A Reinforcement Learning Framework for Personalized Anticoagulation Dosing in Critical Care: Integrating Batch-Constrained Policy Optimization and Off-Policy Evaluation

Precise medication dosing in the intensive care unit (ICU) is vital for patient survival. Heparin, a widely used anticoagulant, requires careful administration due to patient-specific variability, and inappropriate dosing can cause severe complications such as stroke or hemorrhage. This study introduces a reinforcement learning (RL)-based decision-support framework for heparin dosing, integrating offline RL algorithms with rigorous evaluation. We employ Batch-Constrained deep Q-Learning (BCQ) to learn an optimal dosing policy from retrospective data, addressing distributional shift inherent in offline settings. The dosing policies are trained on the MIMIC-III database and evaluated on the MIMIC-IV database, and vice versa. Policy effectiveness is assessed through multiple off-policy evaluation (OPE) methods, demonstrating higher expected returns than clinician-derived strategies.

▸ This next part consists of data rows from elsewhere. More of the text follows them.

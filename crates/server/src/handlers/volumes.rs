//! Volume endpoints.

use crate::auth::AdminUser;
use crate::error::{ApiError, ApiResult};
use crate::handlers::common::{Envelope, MessageResponse, created, format_timestamp, ok, parse_id};
use crate::state::AppState;
use axum::Json;
use axum::extract::{Path, State};
use axum::http::StatusCode;
use folio_core::Slug;
use folio_metadata::models::VolumeRow;
use folio_metadata::repos::VolumeRepo;
use serde::{Deserialize, Serialize};
use time::OffsetDateTime;
use uuid::Uuid;

/// Earliest accepted publication year.
const MIN_YEAR: i32 = 1900;

/// Volume as returned to clients.
#[derive(Debug, Serialize)]
#[serde(rename_all = "camelCase")]
pub struct VolumeResponse {
    pub id: Uuid,
    pub year: i32,
    pub name: String,
    pub slug: String,
    pub created_at: String,
}

pub fn volume_to_response(volume: VolumeRow) -> ApiResult<VolumeResponse> {
    Ok(VolumeResponse {
        id: volume.volume_id,
        year: volume.year,
        created_at: format_timestamp(volume.created_at, "created_at")?,
        name: volume.name,
        slug: volume.slug,
    })
}

fn volumes_to_response(volumes: Vec<VolumeRow>) -> ApiResult<Vec<VolumeResponse>> {
    volumes.into_iter().map(volume_to_response).collect()
}

#[derive(Debug, Deserialize)]
pub struct CreateVolumeRequest {
    pub year: i32,
    pub name: String,
    pub slug: String,
}

/// GET /api/volumes - List all volumes.
pub async fn list_volumes(
    State(state): State<AppState>,
) -> ApiResult<Json<Envelope<Vec<VolumeResponse>>>> {
    let volumes = state.metadata.list_volumes().await?;
    Ok(ok(volumes_to_response(volumes)?))
}

/// GET /api/volumes/{slug} - Get a volume by slug.
pub async fn get_volume(
    State(state): State<AppState>,
    Path(slug): Path<String>,
) -> ApiResult<Json<Envelope<VolumeResponse>>> {
    let volume = state
        .metadata
        .get_volume_by_slug(&slug)
        .await?
        .ok_or_else(|| ApiError::NotFound(format!("volume '{slug}'")))?;
    Ok(ok(volume_to_response(volume)?))
}

/// GET /api/admin/volumes - List all volumes.
pub async fn admin_list_volumes(
    _admin: AdminUser,
    State(state): State<AppState>,
) -> ApiResult<Json<Envelope<Vec<VolumeResponse>>>> {
    let volumes = state.metadata.list_volumes().await?;
    Ok(ok(volumes_to_response(volumes)?))
}

/// POST /api/admin/volumes - Create a volume.
pub async fn create_volume(
    admin: AdminUser,
    State(state): State<AppState>,
    Json(body): Json<CreateVolumeRequest>,
) -> ApiResult<(StatusCode, Json<Envelope<VolumeResponse>>)> {
    let name = body.name.trim();
    if name.is_empty() {
        return Err(ApiError::InvalidInput("volume name is required".to_string()));
    }
    if body.year < MIN_YEAR {
        return Err(ApiError::InvalidInput(format!(
            "volume year must be {MIN_YEAR} or later"
        )));
    }
    let slug = Slug::new(body.slug)?;

    let now = OffsetDateTime::now_utc();
    let volume = VolumeRow {
        volume_id: Uuid::new_v4(),
        year: body.year,
        name: name.to_string(),
        slug: slug.into(),
        created_at: now,
        updated_at: now,
    };
    state.metadata.create_volume(&volume).await?;
    tracing::info!(
        volume_id = %volume.volume_id,
        year = volume.year,
        admin = %admin.user.username,
        "Volume created"
    );

    Ok(created(volume_to_response(volume)?))
}

/// DELETE /api/admin/volumes/{id} - Delete a volume without issues.
pub async fn delete_volume(
    admin: AdminUser,
    State(state): State<AppState>,
    Path(volume_id): Path<String>,
) -> ApiResult<Json<MessageResponse>> {
    let volume_id = parse_id(&volume_id, "volume")?;
    state.metadata.delete_volume(volume_id).await?;
    tracing::info!(volume_id = %volume_id, admin = %admin.user.username, "Volume deleted");
    Ok(MessageResponse::new("volume deleted"))
}
#[async_trait]
impl IssueRepo for PostgresStore {
    async fn create_issue(&self, issue: &IssueRow) -> MetadataResult<()> {
        sqlx::query(
            "INSERT INTO issues (issue_id, volume_id, name, slug, created_at, updated_at) VALUES ($1, $2, $3, $4, $5, $6)",
        )
        .bind(issue.issue_id)
        .bind(issue.volume_id)
        .bind(&issue.name)
        .bind(&issue.slug)
        .bind(issue.created_at)
        .bind(issue.updated_at)
        .execute(&self.pool)
        .await
        .map_err(|e| MetadataError::on_insert(e, format!("issue '{}'", issue.slug)))?;
        Ok(())
    }

    async fn get_issue(&self, issue_id: Uuid) -> MetadataResult<Option<IssueRow>> {
        let row = sqlx::query_as::<_, IssueRow>("SELECT * FROM issues WHERE issue_id = $1")
            .bind(issue_id)
            .fetch_optional(&self.pool)
            .await?;
        Ok(row)
    }

    async fn get_issue_by_slug(&self, slug: &str) -> MetadataResult<Option<IssueRow>> {
        let row = sqlx::query_as::<_, IssueRow>("SELECT * FROM issues WHERE slug = $1")
            .bind(slug)
            .fetch_optional(&self.pool)
            .await?;
        Ok(row)
    }

    async fn list_issues(&self) -> MetadataResult<Vec<IssueRow>> {
        let rows = sqlx::query_as::<_, IssueRow>("SELECT * FROM issues ORDER BY created_at DESC")
            .fetch_all(&self.pool)
            .await?;
        Ok(rows)
    }

    async fn delete_issue(&self, issue_id: Uuid) -> MetadataResult<u64> {
        let mut tx = self.pool.begin().await?;

        let articles = sqlx::query("DELETE FROM articles WHERE issue_id = $1")
            .bind(issue_id)
            .execute(&mut *tx)
            .await?
            .rows_affected();

        let result = sqlx::query("DELETE FROM issues WHERE issue_id = $1")
            .bind(issue_id)
            .execute(&mut *tx)
            .await?;
        if result.rows_affected() == 0 {
            tx.rollback().await?;
            return Err(MetadataError::NotFound(format!("issue {issue_id} not found")));
        }

        tx.commit().await?;
        Ok(articles)
    }
}
//! Bounded exponential backoff for fallible async operations.

use async_trait::async_trait;
use std::future::Future;
use std::time::Duration;

/// Backoff schedule for [`with_retry`].
///
/// The wait before retry `n` (1-based) is `base_delay * backoff_factor^(n-1)`,
/// capped at `max_delay`. With the defaults an operation runs at most four
/// times, waiting 100ms, 200ms and 400ms between attempts.
#[derive(Clone, Debug, PartialEq, Eq)]
pub struct RetryPolicy {
    /// Total attempts, including the first one.
    pub max_attempts: u32,
    /// Wait before the first retry.
    pub base_delay: Duration,
    /// Multiplier applied to the wait after every retry.
    pub backoff_factor: u32,
    /// Upper bound for a single wait.
    pub max_delay: Duration,
}

impl Default for RetryPolicy {
    fn default() -> Self {
        Self {
            max_attempts: 4,
            base_delay: Duration::from_millis(100),
            backoff_factor: 2,
            max_delay: Duration::from_millis(1000),
        }
    }
}

impl RetryPolicy {
    /// Wait before the given retry (1-based).
    pub fn delay_for_retry(&self, retry: u32) -> Duration {
        let exponent = retry.saturating_sub(1);
        let multiplier = self.backoff_factor.saturating_pow(exponent);
        self.base_delay
            .saturating_mul(multiplier)
            .min(self.max_delay)
    }

    /// A policy that tries exactly once.
    pub fn no_retry() -> Self {
        Self {
            max_attempts: 1,
            ..Self::default()
        }
    }
}

/// Source of waiting time, swappable for a recording fake in tests.
#[async_trait]
pub trait Sleeper: Send + Sync {
    async fn sleep(&self, duration: Duration);
}

/// Sleeper backed by the tokio timer.
#[derive(Clone, Copy, Debug, Default)]
pub struct TokioSleeper;

#[async_trait]
impl Sleeper for TokioSleeper {
    async fn sleep(&self, duration: Duration) {
        tokio::time::sleep(duration).await;
    }
}

/// Returned when every attempt failed.
#[derive(Debug, thiserror::Error)]
#[error("{operation} failed after {attempts} attempts: {source}")]
pub struct RetryError<E: std::error::Error + 'static> {
    pub operation: &'static str,
    pub attempts: u32,
    #[source]
    pub source: E,
}

/// Run `op` until it succeeds or `policy.max_attempts` attempts have failed.
///
/// `op` receives the 1-based attempt number. Every failed attempt is logged
/// with that number; the error of the last attempt is returned.
pub async fn with_retry<T, E, F, Fut>(
    policy: &RetryPolicy,
    sleeper: &dyn Sleeper,
    operation: &'static str,
    mut op: F,
) -> Result<T, RetryError<E>>
where
    E: std::error::Error + 'static,
    F: FnMut(u32) -> Fut,
    Fut: Future<Output = Result<T, E>>,
{
    let max_attempts = policy.max_attempts.max(1);
    let mut attempt = 1;
    loop {
        match op(attempt).await {
            Ok(value) => return Ok(value),
            Err(err) => {
                tracing::warn!(
                    operation,
                    attempt,
                    max_attempts,
                    error = %err,
                    "Attempt failed"
                );
                if attempt >= max_attempts {
                    return Err(RetryError {
                        operation,
                        attempts: attempt,
                        source: err,
                    });
                }
                sleeper.sleep(policy.delay_for_retry(attempt)).await;
                attempt += 1;
            }
        }
    }
}

#[cfg(test)]
mod tests {
    use super::*;
    use std::sync::Mutex;
    use std::sync::atomic::{AtomicU32, Ordering};

    #[derive(Default)]
    struct RecordingSleeper {
        waits: Mutex<Vec<Duration>>,
    }

    #[async_trait]
    impl Sleeper for RecordingSleeper {
        async fn sleep(&self, duration: Duration) {
            self.waits.lock().unwrap().push(duration);
        }
    }

    #[derive(Debug, thiserror::Error)]
    #[error("transient failure {0}")]
    struct Transient(u32);

    #[test]
    fn test_default_schedule() {
        let policy = RetryPolicy::default();
        assert_eq!(policy.delay_for_retry(1), Duration::from_millis(100));
        assert_eq!(policy.delay_for_retry(2), Duration::from_millis(200));
        assert_eq!(policy.delay_for_retry(3), Duration::from_millis(400));
        assert_eq!(policy.delay_for_retry(4), Duration::from_millis(800));
        assert_eq!(policy.delay_for_retry(5), Duration::from_millis(1000));
        assert_eq!(policy.delay_for_retry(40), Duration::from_millis(1000));
    }

    #[tokio::test]
    async fn test_succeeds_after_two_failures() {
        let sleeper = RecordingSleeper::default();
        let calls = AtomicU32::new(0);

        let result = with_retry(&RetryPolicy::default(), &sleeper, "upload", |attempt| {
            calls.fetch_add(1, Ordering::SeqCst);
            async move {
                if attempt <= 2 {
                    Err(Transient(attempt))
                } else {
                    Ok(attempt)
                }
            }
        })
        .await
        .unwrap();

        assert_eq!(result, 3);
        assert_eq!(calls.load(Ordering::SeqCst), 3);
        assert_eq!(
            *sleeper.waits.lock().unwrap(),
            vec![Duration::from_millis(100), Duration::from_millis(200)]
        );
    }

    #[tokio::test]
    async fn test_gives_up_after_max_attempts() {
        let sleeper = RecordingSleeper::default();
        let calls = AtomicU32::new(0);

        let err = with_retry(&RetryPolicy::default(), &sleeper, "upload", |attempt| {
            calls.fetch_add(1, Ordering::SeqCst);
            async move { Err::<(), _>(Transient(attempt)) }
        })
        .await
        .unwrap_err();

        assert_eq!(calls.load(Ordering::SeqCst), 4);
        assert_eq!(err.attempts, 4);
        assert_eq!(err.source.0, 4);
        assert_eq!(
            *sleeper.waits.lock().unwrap(),
            vec![
                Duration::from_millis(100),
                Duration::from_millis(200),
                Duration::from_millis(400)
            ]
        );
        assert!(err.to_string().contains("upload failed after 4 attempts"));
    }

    #[tokio::test]
    async fn test_no_retry_policy_runs_once() {
        let sleeper = RecordingSleeper::default();
        let err = with_retry(&RetryPolicy::no_retry(), &sleeper, "op", |attempt| async move {
            Err::<(), _>(Transient(attempt))
        })
        .await
        .unwrap_err();
        assert_eq!(err.attempts, 1);
        assert!(sleeper.waits.lock().unwrap().is_empty());
    }

    #[tokio::test]
    async fn test_zero_attempts_still_runs_once() {
        let policy = RetryPolicy {
            max_attempts: 0,
            ..RetryPolicy::default()
        };
        let result = with_retry(&policy, &TokioSleeper, "op", |_| async {
            Ok::<_, Transient>("done")
        })
        .await
        .unwrap();
        assert_eq!(result, "done");
    }
}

Interpretability is enhanced through t-SNE visualization, showing that Q-values are well aligned with therapeutic aPTT targets. To our knowledge, this is the first study to combine BCQ, multi-metric OPE, and interpretability analysis for anticoagulation management across two large-scale ICU cohorts. By advancing both methodological rigor and clinical relevance, this work provides a foundation for reliable RL-based decision-support systems in critical care.